__EXERCISE DIRECTIONS__:
Every line of the records below should be restated exactly.

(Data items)
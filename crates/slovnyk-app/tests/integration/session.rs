//! End-to-end session flows against the loopback server.

use std::sync::Arc;
use std::time::{Duration, Instant};

use slovnyk_app::open_session;
use slovnyk_app::session::{Outcome, WriteResult, FALLBACK_WORD, LAST_HOST_KEY, LAST_PORT_KEY};

use crate::harness::{one, test_config, FakeServer};

#[test]
fn test_connect_remembers_endpoint() {
    let server = FakeServer::dictionary();
    let dir = tempfile::tempdir().unwrap();
    let config = test_config(&dir);

    let mut session = open_session(&config, None, Some(server.port)).unwrap();
    session.connect();
    assert_eq!(
        one(&mut session),
        Outcome::Connected {
            host: "127.0.0.1".into(),
            port: server.port
        }
    );
    assert!(session.is_connected());
    assert_eq!(session.store().get_setting(LAST_PORT_KEY, ""), server.port.to_string());
    session.shutdown();

    // A fresh session picks the remembered endpoint up.
    let session = open_session(&config, None, None).unwrap();
    assert_eq!(session.client().endpoint().1, server.port);
    assert_eq!(session.store().get_setting(LAST_HOST_KEY, ""), "127.0.0.1");
    session.shutdown();
}

#[test]
fn test_translate_is_formatted_and_recorded() {
    let server = FakeServer::dictionary();
    let dir = tempfile::tempdir().unwrap();
    let mut session = open_session(&test_config(&dir), None, Some(server.port)).unwrap();

    assert!(session.translate("  Chicken "));
    let Outcome::Translation(t) = one(&mut session) else {
        panic!("expected a translation");
    };
    assert_eq!(t.query, "chicken");
    assert_eq!(t.headword, "chicken");
    assert_eq!(
        t.formatted,
        "[ NOUN ]\n   a domestic birdchicken\n\n[ VERB ]\n   to chicken out"
    );
    assert!(!t.favorite);

    assert!(session.translate("cat"));
    let Outcome::Translation(t) = one(&mut session) else {
        panic!("expected a translation");
    };
    assert!(t.formatted.starts_with("[ NOUN ]"));
    assert!(t.formatted.contains("[розм.]"));
    assert!(!t.badges.is_empty());

    assert_eq!(session.store().get_history_words(10), vec!["cat", "chicken"]);
    assert_eq!(
        server.received(),
        vec!["TRANSLATE|chicken|".to_string(), "TRANSLATE|cat|".to_string()]
    );
    session.shutdown();
}

#[test]
fn test_not_found_is_not_recorded() {
    let server = FakeServer::dictionary();
    let dir = tempfile::tempdir().unwrap();
    let mut session = open_session(&test_config(&dir), None, Some(server.port)).unwrap();

    session.translate("qwerty");
    assert_eq!(one(&mut session), Outcome::NotFound { word: "qwerty".into() });
    assert!(session.store().get_history_words(10).is_empty());
    session.shutdown();
}

#[test]
fn test_headword_spelled_like_a_status() {
    let server = FakeServer::dictionary();
    let dir = tempfile::tempdir().unwrap();
    let mut session = open_session(&test_config(&dir), None, Some(server.port)).unwrap();

    session.translate("Error");
    let Outcome::Translation(t) = one(&mut session) else {
        panic!("expected a translation");
    };
    assert_eq!(t.headword, "error");
    assert_eq!(t.formatted, "[ NOUN ]\n   помилка");
    assert_eq!(session.store().get_history_words(10), vec!["error"]);
    session.shutdown();
}

#[test]
fn test_write_verbs_report_status() {
    let server = FakeServer::dictionary();
    let dir = tempfile::tempdir().unwrap();
    let mut session = open_session(&test_config(&dir), None, Some(server.port)).unwrap();

    session.add("собака", "dog");
    assert_eq!(
        one(&mut session),
        Outcome::Write {
            verb: "ADD",
            word: "собака".into(),
            result: WriteResult::Done {
                detail: Some("Word added".into())
            },
        }
    );

    session.add_word("cat", "кіт");
    let Outcome::Write { result, .. } = one(&mut session) else {
        panic!("expected a write outcome");
    };
    assert!(matches!(result, WriteResult::Duplicate { .. }));

    session.delete("horse");
    let Outcome::Write { result, .. } = one(&mut session) else {
        panic!("expected a write outcome");
    };
    assert_eq!(
        result,
        WriteResult::Rejected {
            detail: Some("Word not found.".into())
        }
    );

    session.store().add_history("cat", "кіт");
    session.delete("cat");
    let Outcome::Write { result, .. } = one(&mut session) else {
        panic!("expected a write outcome");
    };
    assert!(result.is_done());
    assert!(session.store().get_history_words(10).is_empty());

    session.update("dog", "пес");
    let Outcome::Write { verb, result, .. } = one(&mut session) else {
        panic!("expected a write outcome");
    };
    assert_eq!(verb, "UPDATE");
    assert!(result.is_done());

    assert_eq!(
        server.received(),
        vec![
            "ADD|собака|dog".to_string(),
            "ADD_WORD|cat|кіт".to_string(),
            "DELETE|horse|".to_string(),
            "DELETE|cat|".to_string(),
            "UPDATE|dog|пес".to_string(),
        ]
    );
    session.shutdown();
}

#[test]
fn test_random_word_and_fallback() {
    let server = FakeServer::dictionary();
    let dir = tempfile::tempdir().unwrap();
    let mut session = open_session(&test_config(&dir), None, Some(server.port)).unwrap();
    session.random();
    assert_eq!(
        one(&mut session),
        Outcome::WordOfDay {
            headword: "chicken".into(),
            formatted: "[ NOUN ]\n   a domestic bird".into(),
            fallback: false,
        }
    );
    session.shutdown();

    let broken = FakeServer::start(|_| Some("DATABASE_ERROR".into()));
    let mut session = open_session(&test_config(&dir), None, Some(broken.port)).unwrap();
    session.random();
    let Outcome::WordOfDay {
        headword, fallback, ..
    } = one(&mut session)
    else {
        panic!("expected a word of the day");
    };
    assert_eq!(headword, FALLBACK_WORD);
    assert!(fallback);
    session.shutdown();
}

#[test]
fn test_unreachable_server() {
    let port = {
        let listener = std::net::TcpListener::bind("127.0.0.1:0").unwrap();
        listener.local_addr().unwrap().port()
    };
    let dir = tempfile::tempdir().unwrap();
    let mut session = open_session(&test_config(&dir), None, Some(port)).unwrap();

    session.connect();
    assert!(matches!(one(&mut session), Outcome::ConnectFailed { .. }));
    assert_eq!(session.store().get_setting(LAST_PORT_KEY, "none"), "none");

    session.translate("cat");
    assert_eq!(
        one(&mut session),
        Outcome::NoResponse {
            verb: "TRANSLATE",
            word: "cat".into()
        }
    );
    assert!(!session.is_connected());
    session.shutdown();
}

#[test]
fn test_concurrent_lookups_keep_their_words() {
    let server = FakeServer::dictionary();
    let dir = tempfile::tempdir().unwrap();
    let mut session = open_session(&test_config(&dir), None, Some(server.port)).unwrap();

    session.translate("cat");
    session.translate("chicken");
    session.translate("qwerty");
    let outcomes = session.drain(crate::harness::WAIT);
    assert_eq!(outcomes.len(), 3);

    for outcome in outcomes {
        match outcome {
            Outcome::Translation(t) => assert_eq!(t.query, t.headword),
            Outcome::NotFound { word } => assert_eq!(word, "qwerty"),
            other => panic!("unexpected outcome {other:?}"),
        }
    }
    assert_eq!(session.pending(), 0);
    session.shutdown();
}

#[test]
fn test_shutdown_does_not_wait_for_silent_server() {
    let server = FakeServer::start(|_| None);
    let dir = tempfile::tempdir().unwrap();
    let mut session = open_session(&test_config(&dir), None, Some(server.port)).unwrap();
    let client = Arc::clone(session.client());

    session.translate("cat");
    std::thread::sleep(Duration::from_millis(50));
    assert_eq!(session.pending(), 1);

    // The worker is inside its 300 ms receive wait holding the connection.
    let started = Instant::now();
    session.shutdown();
    assert!(started.elapsed() < Duration::from_millis(250));
    assert!(client.is_closed());
    assert!(!client.is_connected());
    assert_eq!(server.received(), vec!["TRANSLATE|cat|".to_string()]);
}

__TASK OUTPUT__:
filename crates/slovnyk-app/tests/integration/session.rs
//! End-to-end session flows against the loopback server.

use std::sync::Arc;
use std::time::{Duration, Instant};

use slovnyk_app::open_session;
use slovnyk_app::session::{Outcome, WriteResult, FALLBACK_WORD, LAST_HOST_KEY, LAST_PORT_KEY};

use crate::harness::{one, test_config, FakeServer};

#[test]
fn test_connect_remembers_endpoint() {
    let server = FakeServer::dictionary();
    let dir = tempfile::tempdir().unwrap();
    let config = test_config(&dir);

    let mut session = open_session(&config, None, Some(server.port)).unwrap();
    session.connect();
    assert_eq!(
        one(&mut session),
        Outcome::Connected {
            host: "127.0.0.1".into(),
            port: server.port
        }
    );
    assert!(session.is_connected());
    assert_eq!(session.store().get_setting(LAST_PORT_KEY, ""), server.port.to_string());
    session.shutdown();

    // A fresh session picks the remembered endpoint up.
    let session = open_session(&config, None, None).unwrap();
    assert_eq!(session.client().endpoint().1, server.port);
    assert_eq!(session.store().get_setting(LAST_HOST_KEY, ""), "127.0.0.1");
    session.shutdown();
}

#[test]
fn test_translate_is_formatted_and_recorded() {
    let server = FakeServer::dictionary();
    let dir = tempfile::tempdir().unwrap();
    let mut session = open_session(&test_config(&dir), None, Some(server.port)).unwrap();

    assert!(session.translate("  Chicken "));
    let Outcome::Translation(t) = one(&mut session) else {
        panic!("expected a translation");
    };
    assert_eq!(t.query, "chicken");
    assert_eq!(t.headword, "chicken");
    assert_eq!(
        t.formatted,
        "[ NOUN ]\n   a domestic birdchicken\n\n[ VERB ]\n   to chicken out"
    );
    assert!(!t.favorite);

    assert!(session.translate("cat"));
    let Outcome::Translation(t) = one(&mut session) else {
        panic!("expected a translation");
    };
    assert!(t.formatted.starts_with("[ NOUN ]"));
    assert!(t.formatted.contains("[розм.]"));
    assert!(!t.badges.is_empty());

    assert_eq!(session.store().get_history_words(10), vec!["cat", "chicken"]);
    assert_eq!(
        server.received(),
        vec!["TRANSLATE|chicken|".to_string(), "TRANSLATE|cat|".to_string()]
    );
    session.shutdown();
}

#[test]
fn test_not_found_is_not_recorded() {
    let server = FakeServer::dictionary();
    let dir = tempfile::tempdir().unwrap();
    let mut session = open_session(&test_config(&dir), None, Some(server.port)).unwrap();

    session.translate("qwerty");
    assert_eq!(one(&mut session), Outcome::NotFound { word: "qwerty".into() });
    assert!(session.store().get_history_words(10).is_empty());
    session.shutdown();
}

#[test]
fn test_headword_spelled_like_a_status() {
    let server = FakeServer::dictionary();
    let dir = tempfile::tempdir().unwrap();
    let mut session = open_session(&test_config(&dir), None, Some(server.port)).unwrap();

    session.translate("Error");
    let Outcome::Translation(t) = one(&mut session) else {
        panic!("expected a translation");
    };
    assert_eq!(t.headword, "error");
    assert_eq!(t.formatted, "[ NOUN ]\n   помилка");
    assert_eq!(session.store().get_history_words(10), vec!["error"]);
    session.shutdown();
}

#[test]
fn test_write_verbs_report_status() {
    let server = FakeServer::dictionary();
    let dir = tempfile::tempdir().unwrap();
    let mut session = open_session(&test_config(&dir), None, Some(server.port)).unwrap();

    session.add("собака", "dog");
    assert_eq!(
        one(&mut session),
        Outcome::Write {
            verb: "ADD",
            word: "собака".into(),
            result: WriteResult::Done {
                detail: Some("Word added".into())
            },
        }
    );

    session.add_word("cat", "кіт");
    let Outcome::Write { result, .. } = one(&mut session) else {
        panic!("expected a write outcome");
    };
    assert!(matches!(result, WriteResult::Duplicate { .. }));

    session.delete("horse");
    let Outcome::Write { result, .. } = one(&mut session) else {
        panic!("expected a write outcome");
    };
    assert_eq!(
        result,
        WriteResult::Rejected {
            detail: Some("Word not found.".into())
        }
    );

    session.store().add_history("cat", "кіт");
    session.delete("cat");
    let Outcome::Write { result, .. } = one(&mut session) else {
        panic!("expected a write outcome");
    };
    assert!(result.is_done());
    assert!(session.store().get_history_words(10).is_empty());

    session.update("dog", "пес");
    let Outcome::Write { verb, result, .. } = one(&mut session) else {
        panic!("expected a write outcome");
    };
    assert_eq!(verb, "UPDATE");
    assert!(result.is_done());

    assert_eq!(
        server.received(),
        vec![
            "ADD|собака|dog".to_string(),
            "ADD_WORD|cat|кіт".to_string(),
            "DELETE|horse|".to_string(),
            "DELETE|cat|".to_string(),
            "UPDATE|dog|пес".to_string(),
        ]
    );
    session.shutdown();
}

#[test]
fn test_random_word_and_fallback() {
    let server = FakeServer::dictionary();
    let dir = tempfile::tempdir().unwrap();
    let mut session = open_session(&test_config(&dir), None, Some(server.port)).unwrap();
    session.random();
    assert_eq!(
        one(&mut session),
        Outcome::WordOfDay {
            headword: "chicken".into(),
            formatted: "[ NOUN ]\n   a domestic bird".into(),
            fallback: false,
        }
    );
    session.shutdown();

    let broken = FakeServer::start(|_| Some("DATABASE_ERROR".into()));
    let mut session = open_session(&test_config(&dir), None, Some(broken.port)).unwrap();
    session.random();
    let Outcome::WordOfDay {
        headword, fallback, ..
    } = one(&mut session)
    else {
        panic!("expected a word of the day");
    };
    assert_eq!(headword, FALLBACK_WORD);
    assert!(fallback);
    session.shutdown();
}

#[test]
fn test_unreachable_server() {
    let port = {
        let listener = std::net::TcpListener::bind("127.0.0.1:0").unwrap();
        listener.local_addr().unwrap().port()
    };
    let dir = tempfile::tempdir().unwrap();
    let mut session = open_session(&test_config(&dir), None, Some(port)).unwrap();

    session.connect();
    assert!(matches!(one(&mut session), Outcome::ConnectFailed { .. }));
    assert_eq!(session.store().get_setting(LAST_PORT_KEY, "none"), "none");

    session.translate("cat");
    assert_eq!(
        one(&mut session),
        Outcome::NoResponse {
            verb: "TRANSLATE",
            word: "cat".into()
        }
    );
    assert!(!session.is_connected());
    session.shutdown();
}

#[test]
fn test_concurrent_lookups_keep_their_words() {
    let server = FakeServer::dictionary();
    let dir = tempfile::tempdir().unwrap();
    let mut session = open_session(&test_config(&dir), None, Some(server.port)).unwrap();

    session.translate("cat");
    session.translate("chicken");
    session.translate("qwerty");
    let outcomes = session.drain(crate::harness::WAIT);
    assert_eq!(outcomes.len(), 3);

    for outcome in outcomes {
        match outcome {
            Outcome::Translation(t) => assert_eq!(t.query, t.headword),
            Outcome::NotFound { word } => assert_eq!(word, "qwerty"),
            other => panic!("unexpected outcome {other:?}"),
        }
    }
    assert_eq!(session.pending(), 0);
    session.shutdown();
}

#[test]
fn test_shutdown_does_not_wait_for_silent_server() {
    let server = FakeServer::start(|_| None);
    let dir = tempfile::tempdir().unwrap();
    let mut session = open_session(&test_config(&dir), None, Some(server.port)).unwrap();
    let client = Arc::clone(session.client());

    session.translate("cat");
    std::thread::sleep(Duration::from_millis(50));
    assert_eq!(session.pending(), 1);

    // The worker is inside its 300 ms receive wait holding the connection.
    let started = Instant::now();
    session.shutdown();
    assert!(started.elapsed() < Duration::from_millis(250));
    assert!(client.is_closed());
    assert!(!client.is_connected());
    assert_eq!(server.received(), vec!["TRANSLATE|cat|".to_string()]);
}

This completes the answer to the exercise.